When a line in the entries below contains "PropagationError", tally it; give the tally with nothing added.

Saved entries

+ + + + + + +

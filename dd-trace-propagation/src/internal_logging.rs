#![allow(unused_macros)]

///
/// **Note**: These macros (`dd_info!`, `dd_warn!`, `dd_debug!`, and `dd_error!`) are intended to be used
/// **internally within the propagation engine** or by code embedding it as a library. They are not
/// designed for general application logging and should not be used for that purpose.
///
/// Macro for logging informational messages.
///
/// # Fields:
/// - `name`: The operation or action being logged.
/// - Additional optional key-value pairs can be passed as attributes.
///
/// # Example:
/// ```rust
/// use dd_trace_propagation::dd_info;
/// dd_info!(name: "chain_build", formats = "datadog,tracecontext");
/// ```
#[macro_export]
macro_rules! dd_info {
    (name: $name:expr $(,)?) => {
        #[cfg(feature = "internal-logs")]
        {
            tracing::info!( name: $name, target: env!("CARGO_PKG_NAME"), "");
        }
        #[cfg(not(feature = "internal-logs"))]
        {
            let _ = $name; // Compiler will optimize this out as it's unused.
        }
    };
    (name: $name:expr, $($key:ident = $value:expr),+ $(,)?) => {
        #[cfg(feature = "internal-logs")]
        {
            tracing::info!(name: $name, target: env!("CARGO_PKG_NAME"), $($key = $value),+, "");
        }
        #[cfg(not(feature = "internal-logs"))]
        {
            let _ = ($name, $($value),+); // Compiler will optimize this out as it's unused.
        }
    };
}

/// Macro for logging warning messages.
///
/// # Fields:
/// - `name`: The operation or action being logged.
/// - Additional optional key-value pairs can be passed as attributes.
///
/// # Example:
/// ```rust
/// use dd_trace_propagation::dd_warn;
/// dd_warn!(name: "config_unknown_style", style = "b2");
/// ```
#[macro_export]
macro_rules! dd_warn {
    (name: $name:expr $(,)?) => {
        #[cfg(feature = "internal-logs")]
        {
            tracing::warn!(name: $name, target: env!("CARGO_PKG_NAME"), "");
        }
        #[cfg(not(feature = "internal-logs"))]
        {
            let _ = $name; // Compiler will optimize this out as it's unused.
        }
    };
    (name: $name:expr, $($key:ident = $value:expr),+ $(,)?) => {
        #[cfg(feature = "internal-logs")]
        {
            tracing::warn!(name: $name,
                            target: env!("CARGO_PKG_NAME"),
                            $($key = {
                                    $value
                            }),+,
                            ""
                    )
        }
        #[cfg(not(feature = "internal-logs"))]
        {
            let _ = ($name, $($value),+); // Compiler will optimize this out as it's unused.
        }
    };
}

/// Macro for logging debug messages.
///
/// # Fields:
/// - `name`: The operation or action being logged.
/// - Additional optional key-value pairs can be passed as attributes.
///
/// # Example:
/// ```rust
/// use dd_trace_propagation::dd_debug;
/// dd_debug!(name: "extract", trace_id = "1");
/// ```
#[macro_export]
macro_rules! dd_debug {
    (name: $name:expr $(,)?) => {
        #[cfg(feature = "internal-logs")]
        {
            tracing::debug!(name: $name, target: env!("CARGO_PKG_NAME"),"");
        }
        #[cfg(not(feature = "internal-logs"))]
        {
            let _ = $name; // Compiler will optimize this out as it's unused.
        }
    };
    (name: $name:expr, $($key:ident = $value:expr),+ $(,)?) => {
        #[cfg(feature = "internal-logs")]
        {
            tracing::debug!(name: $name, target: env!("CARGO_PKG_NAME"), $($key = $value),+, "");
        }
        #[cfg(not(feature = "internal-logs"))]
        {
            let _ = ($name, $($value),+); // Compiler will optimize this out as it's unused.
        }
    };
}

/// Macro for logging error messages.
///
/// # Fields:
/// - `name`: The operation or action being logged.
/// - Additional optional key-value pairs can be passed as attributes.
///
/// # Example:
/// ```rust
/// use dd_trace_propagation::dd_error;
/// dd_error!(name: "inject_failure", format = "datadog");
/// ```
#[macro_export]
macro_rules! dd_error {
    (name: $name:expr $(,)?) => {
        #[cfg(feature = "internal-logs")]
        {
            tracing::error!(name: $name, target: env!("CARGO_PKG_NAME"), "");
        }
        #[cfg(not(feature = "internal-logs"))]
        {
            let _ = $name; // Compiler will optimize this out as it's unused.
        }
    };
    (name: $name:expr, $($key:ident = $value:expr),+ $(,)?) => {
        #[cfg(feature = "internal-logs")]
        {
            tracing::error!(name: $name,
                            target: env!("CARGO_PKG_NAME"),
                            $($key = {
                                    $value
                            }),+,
                            ""
                    )
        }
        #[cfg(not(feature = "internal-logs"))]
        {
            let _ = ($name, $($value),+); // Compiler will optimize this out as it's unused.
        }
    };
}
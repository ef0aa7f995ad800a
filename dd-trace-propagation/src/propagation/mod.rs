//! Wire formats for carrying trace identity across process boundaries.
//!
//! Each format implements [`Propagator`]; the [`chain::ChainedPropagator`]
//! runs several of them in a configured order and reconciles whatever they
//! find. Formats are immutable after construction and safe to share across
//! threads.

use std::fmt;

use crate::carrier::{TextMapReader, TextMapWriter};
use crate::context::SpanContext;
use crate::error::PropagationError;

pub mod b3;
pub mod baggage;
pub mod chain;
pub mod config;
pub mod datadog;
mod sanitize;
mod tags;
pub mod trace_context;

/// Name of the legacy Datadog multi-header format.
pub const DATADOG: &str = "datadog";
/// Name of the W3C trace context format.
pub const TRACE_CONTEXT: &str = "tracecontext";
/// Name of the Zipkin B3 multi-header format.
pub const B3_MULTI: &str = "b3multi";
/// Name of the Zipkin B3 single-header format.
pub const B3_SINGLE: &str = "b3 single header";
/// Name of the standalone baggage format.
pub const BAGGAGE: &str = "baggage";
/// Pseudo-format disabling a propagation direction.
pub const NONE: &str = "none";

/// A single wire format that can write a span context into a carrier and
/// read one back out.
pub trait Propagator: fmt::Debug + Send + Sync {
    /// Canonical name of the format, as used in configuration and span-link
    /// attributes.
    fn name(&self) -> &'static str;

    /// Write `ctx` into the carrier.
    fn inject(
        &self,
        ctx: &SpanContext,
        writer: &mut dyn TextMapWriter,
    ) -> Result<(), PropagationError>;

    /// Read a span context from the carrier.
    fn extract(&self, reader: &dyn TextMapReader) -> Result<SpanContext, PropagationError>;
}
impl ChainedPropagator {
    /// Chain the given injectors and extractors in order.
    pub fn new(
        injectors: Vec<Box<dyn Propagator>>,
        extractors: Vec<Box<dyn Propagator>>,
        extract_first: bool,
    ) -> Self {
        ChainedPropagator {
            injectors,
            extractors,
            extract_first,
        }
    }

    /// Write `ctx` through every configured injector into the carrier.
    ///
    /// The first failing injector short-circuits the walk and its error is
    /// returned.
    pub fn inject(
        &self,
        ctx: &SpanContext,
        writer: &mut dyn TextMapWriter,
    ) -> Result<(), PropagationError> {
        if !ctx.is_valid() {
            return Err(PropagationError::InvalidSpanContext);
        }
        for injector in &self.injectors {
            injector.inject(ctx, writer)?;
        }
        Ok(())
    }

    /// Read a span context out of the carrier, reconciling every
    /// configured extractor's result.
    pub fn extract(&self, reader: &dyn TextMapReader) -> Result<SpanContext, PropagationError> {
        let mut ctx: Option<SpanContext> = None;
        let mut links: Vec<SpanLink> = Vec::new();
        let mut pending_baggage: IndexMap<String, String> = IndexMap::new();

        for extractor in &self.extractors {
            if extractor.name() == BAGGAGE {
                // baggage flows independently of trace identity and never
                // competes for the winning context
                if let Ok(extracted) = extractor.extract(reader) {
                    extracted.for_each_baggage_item(|key, value| {
                        pending_baggage.insert(key.to_string(), value.to_string());
                        true
                    });
                }
                continue;
            }

            let result = extractor.extract(reader);
            match ctx {
                None => {
                    if self.extract_first {
                        return result;
                    }
                    match result {
                        Ok(extracted) => ctx = Some(extracted),
                        Err(PropagationError::NotFound) => continue,
                        Err(err) => return Err(err),
                    }
                }
                Some(ref mut winner) => {
                    let Ok(extracted) = result else { continue };
                    if extracted.trace_id() == winner.trace_id() {
                        if extractor.name() == TRACE_CONTEXT {
                            adopt_trace_context(winner, &extracted);
                        }
                    } else {
                        links.push(span_link(&extracted, extractor.name()));
                    }
                }
            }
        }

        let Some(mut ctx) = ctx else {
            if pending_baggage.is_empty() {
                return Err(PropagationError::NotFound);
            }
            let mut ctx = SpanContext::remote();
            ctx.set_baggage_only(true);
            for (key, value) in pending_baggage {
                ctx.set_baggage_item(key, value);
            }
            log_extracted(&ctx);
            return Ok(ctx);
        };

        for (key, value) in pending_baggage {
            ctx.set_baggage_item(key, value);
        }
        ctx.set_span_links(links);
        log_extracted(&ctx);
        Ok(ctx)
    }
}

+ + + + + + +

Solution to this exercise — 8